Volksoper in Mönchengladbach Imposante Chöre in „Boris Godunow“

Mönchengladbach · Nach der einführenden Soiree erlebten 130 Besucher eine Bühnen-Orchester-Probe der Mussorgskij-Oper. Am Samstag hat die Volksoper „Boris Godunow“ Premiere im Theater. Es geht um sieben Jahre russischer Geschichte.

Foto: Theater Krefeld-Mönchengladbach/Matthias Stutte

Es war anregend, weckte Neugierde auf das ganze Stück und ließ naturgemäß Fragen offen: Bei der offenen Bühnen-Orchester-Probe (BO) im Theater sahen etwa 130 Besucher der Soirée zur Neuinszenierung der Volksoper „Boris Godunow“ von Modest Mussorgskij drei Szenen. In zweien davon war die eigentliche Hauptperson der auf einem Drama von Puschkin fußenden Oper unübersehbar und vor allem unüberhörbar auf der Bühne gegenwärtig: die Volksmasse, ein 70 Sängerinnen und Sänger aufbietendes Chorensemble aus Theater- und Extrachor und Gästen.

Dieses imposante Ensemble hatte keine Probleme damit, die von Generalmusikdirektor (GMD) Mihkel Kütson im Graben befehligten Niederrheinischen Sinfoniker stimmkräftig zu übertönen.

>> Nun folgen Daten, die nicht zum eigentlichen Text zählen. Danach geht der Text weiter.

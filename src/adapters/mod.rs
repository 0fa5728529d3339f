//! Consumer adapters
//!
//! Small state accumulators built only on the public `RealtimeClient`
//! contract (`subscribe`, `send`, `on_status_change`). Each one keeps a
//! bounded local view of one product feed:
//! - `chat`: recent messages of one live chat, with moderation tombstones
//! - `notifications`: the notification feed and its unread counter
//! - `stream_health`: latest health snapshot and recent alerts per stream
//!
//! Adapters announce their interest to the server (join/subscribe command)
//! whenever the client reaches `Connected`, and withdraw it plus all their
//! registrations when dropped.

pub mod chat;
pub mod notifications;
pub mod stream_health;

pub use chat::ChatRoom;
pub use notifications::NotificationFeed;
pub use stream_health::StreamHealthMonitor;

use std::collections::VecDeque;
use std::sync::{Mutex, MutexGuard};

use crate::client::RealtimeClient;
use crate::router::Subscription;
use crate::transport::ConnectionStatus;

/// Appends `item`, dropping the oldest entries beyond `limit`.
pub(crate) fn push_bounded<T>(items: &mut VecDeque<T>, item: T, limit: usize) {
    items.push_back(item);
    while items.len() > limit {
        items.pop_front();
    }
}

pub(crate) fn lock<T>(state: &Mutex<T>) -> MutexGuard<'_, T> {
    state.lock().unwrap_or_else(|poisoned| poisoned.into_inner())
}

/// Runs `announce` now if the client is connected, and again every time it
/// (re)connects.
pub(crate) fn announce_on_connect<F>(client: &RealtimeClient, announce: F) -> Subscription
where
    F: Fn(&RealtimeClient) + Send + Sync + 'static,
{
    if client.status() == ConnectionStatus::Connected {
        announce(client);
    }
    let handle = client.clone();
    client.on_status_change(move |status| {
        if status == ConnectionStatus::Connected {
            announce(&handle);
        }
    })
}

#[cfg(test)]
mod tests;
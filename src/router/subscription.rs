//! Subscription handles
//!
//! A `Subscription` is returned by every registration (topic handlers,
//! catch-all handlers, status listeners). It captures the exact registry
//! entry it created, so `unsubscribe` removes that entry and nothing else.
//! Calling it again, or after the registry itself is gone, does nothing.
//!
//! Dropping a `Subscription` does not unregister; call `unsubscribe`
//! explicitly (the consumer adapters do this in their `Drop`).

use std::fmt;
use std::sync::Mutex;

/// Unique per registry; never reused.
pub type SubscriptionId = u64;

type Remover = Box<dyn FnOnce() + Send>;

pub struct Subscription {
    id: SubscriptionId,
    remover: Mutex<Option<Remover>>,
}

impl Subscription {
    pub(crate) fn new(id: SubscriptionId, remover: impl FnOnce() + Send + 'static) -> Self {
        Self {
            id,
            remover: Mutex::new(Some(Box::new(remover))),
        }
    }

    pub fn id(&self) -> SubscriptionId {
        self.id
    }

    /// Removes this registration. Idempotent.
    pub fn unsubscribe(&self) {
        let remover = self
            .remover
            .lock()
            .unwrap_or_else(|poisoned| poisoned.into_inner())
            .take();
        // run outside the handle lock; the remover takes the registry lock
        if let Some(remove) = remover {
            remove();
        }
    }

    pub fn is_active(&self) -> bool {
        self.remover
            .lock()
            .unwrap_or_else(|poisoned| poisoned.into_inner())
            .is_some()
    }
}

impl fmt::Debug for Subscription {
    fn fmt(&self, f: &mut fmt::Formatter<'_>) -> fmt::Result {
        f.debug_struct("Subscription")
            .field("id", &self.id)
            .field("active", &self.is_active())
            .finish()
    }
}
//! Wire envelope
//!
//! Every frame on the realtime socket is one JSON `Envelope`:
//!
//! ```json
//! { "type": "chat.message", "payload": { ... }, "id": "<uuid>", "timestamp": "<rfc3339>" }
//! ```
//!
//! - `type` is the routing key and must be non-empty
//! - `payload` is opaque to the router; handlers decode it themselves
//! - `id` and `timestamp` are informational only. Inbound frames that omit
//!   them get a fresh id and the local receive time.

use chrono::{DateTime, Utc};
use serde::de::DeserializeOwned;
use serde::{Deserialize, Serialize};
use serde_json::Value;
use uuid::Uuid;

use crate::utils::{Error, Result};

#[derive(Debug, Clone, PartialEq, Serialize, Deserialize)]
pub struct Envelope {
    #[serde(rename = "type")]
    pub topic: String,
    #[serde(default)]
    pub payload: Value,
    #[serde(default = "new_envelope_id")]
    pub id: String,
    #[serde(default = "Utc::now")]
    pub timestamp: DateTime<Utc>,
}

fn new_envelope_id() -> String {
    Uuid::new_v4().to_string()
}

impl Envelope {
    pub fn new(topic: impl Into<String>, payload: Value) -> Self {
        Self {
            topic: topic.into(),
            payload,
            id: new_envelope_id(),
            timestamp: Utc::now(),
        }
    }

    /// Parses one inbound text frame.
    pub fn decode(frame: &str) -> Result<Self> {
        let envelope: Envelope = serde_json::from_str(frame)?;
        if envelope.topic.is_empty() {
            return Err(Error::EmptyTopic);
        }
        Ok(envelope)
    }

    pub fn encode(&self) -> Result<String> {
        Ok(serde_json::to_string(self)?)
    }

    /// Decodes the payload into a consumer-chosen type.
    pub fn typed<T: DeserializeOwned>(&self) -> Result<TypedEnvelope<T>> {
        Ok(TypedEnvelope {
            topic: self.topic.clone(),
            payload: T::deserialize(&self.payload)?,
            id: self.id.clone(),
            timestamp: self.timestamp,
        })
    }
}

/// An `Envelope` whose payload has been decoded into `T`.
#[derive(Debug, Clone, PartialEq)]
pub struct TypedEnvelope<T> {
    pub topic: String,
    pub payload: T,
    pub id: String,
    pub timestamp: DateTime<Utc>,
}
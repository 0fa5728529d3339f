//! The `transport` module is responsible for the wire side of the realtime
//! connection.
//!
//! It defines the envelope exchanged with the server, the reconnect backoff
//! policy, the connection status model, and the websocket session itself.

pub mod backoff;
pub mod message;
pub mod status;
pub mod websocket;

pub use backoff::Backoff;
pub use message::{Envelope, TypedEnvelope};
pub use status::{ConnectionStatus, StatusListeners};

Bis in die letzte Reihe des Saal-Balkons, auf den Musiktheaterdramaturgin Ulrike Aistleitner die Gäste gebeten hatte, füllten die laut Kütson „mollgestimmten Melodien“ Mussorgskijs die Gehörgänge voll aus. Gespannt sein dürfen die Probenbesucher nun, was sich hinter der Idee der deutsch-russischen Regisseurin Agnessa Nefjodov verbirgt, welche die Choristen, aber auch die Solisten mit fahrbaren Stäben in den Händen auf die Bühne schickt. Die Requisiten erinnern an rollbare Infusionsständer im Krankenhaus – in diesem Fall mit ovalen Glaskolben an der Spitze.

Die gesehenen drei Bilder aus der gewählten Urfassung des „Boris“ lassen es, zumal die Darsteller noch nicht im Kostüm agierten und nur Arbeitslicht eingesetzt wurde, noch nicht zu, Details der Inszenierung vor der Premiere am Samstag zu beurteilen. Spannend war jedenfalls im Vorfeld der Aufführung zu erleben, wie intensiv der musikalische Leiter der Produktion, GMD Mihkel Kütson, szenische und musikalische Details mit Chorgruppen und Solisten erarbeitet. War er mit etwas nicht ganz zufrieden, brach er eine Passage von Bondo Gogia als Leibbojar oder von Johannes Schwärsky in der Titelrolle ab, rief kurze Anweisungen auf die Bühne und ließ das Szenenschnipsel wiederholen.

Aufhorchen ließ nicht allein die sonore, wohlklingende, leicht abgedunkelte Stimme Schwärskys als Godunow, auch Sopranistin Sophie Witte als trauernde Braut Xenia, Boris‘ Tochter, oder der Tenor Kai Scholdybajew (als intriganter Fürst Schuiskij) lieferten famose Stimmproben ab.

Fast 24 Jahre sind vergangen, seit „Boris Godunow“ auf dem Spielplan des Gemeinschaftstheaters stand. Damals, so Aistleitner, sahen die Mönchengladbacher die längere Spielfassung der Oper. „Wir spielen den Ur-Boris mit sieben Bildern“, informierte die Dramaturgin. Die „eigenwillige Orchestrierung“ des Komponisten passe gut zu der von Brüchen gekennzeichneten Handlung, erklärte Kütson. Und Regisseurin Nefjodov ergänzte: „In ihrer stilistischen Rohheit liegt der besondere Charme dieser Oper.“

Inhaltlich geht es um sieben Jahre aus der russischen Geschichte nach dem Tod des gefürchteten Zaren "Iwan der Schreckliche". Der auserkorene neue Zar Boris wird von Gewissensbissen gepeinigt: Er fühlt sich (oder ist tatsächlich) schuldig am gewaltsamen Tod des eigentlichen und natürlichen Thronfolgers Dimitrij. Als sein Gegenspieler erhebt sich der Mönch Otrepjew, der in Polen ein Heer zusammenstellt, um die Zarenkrone für sich zu erobern.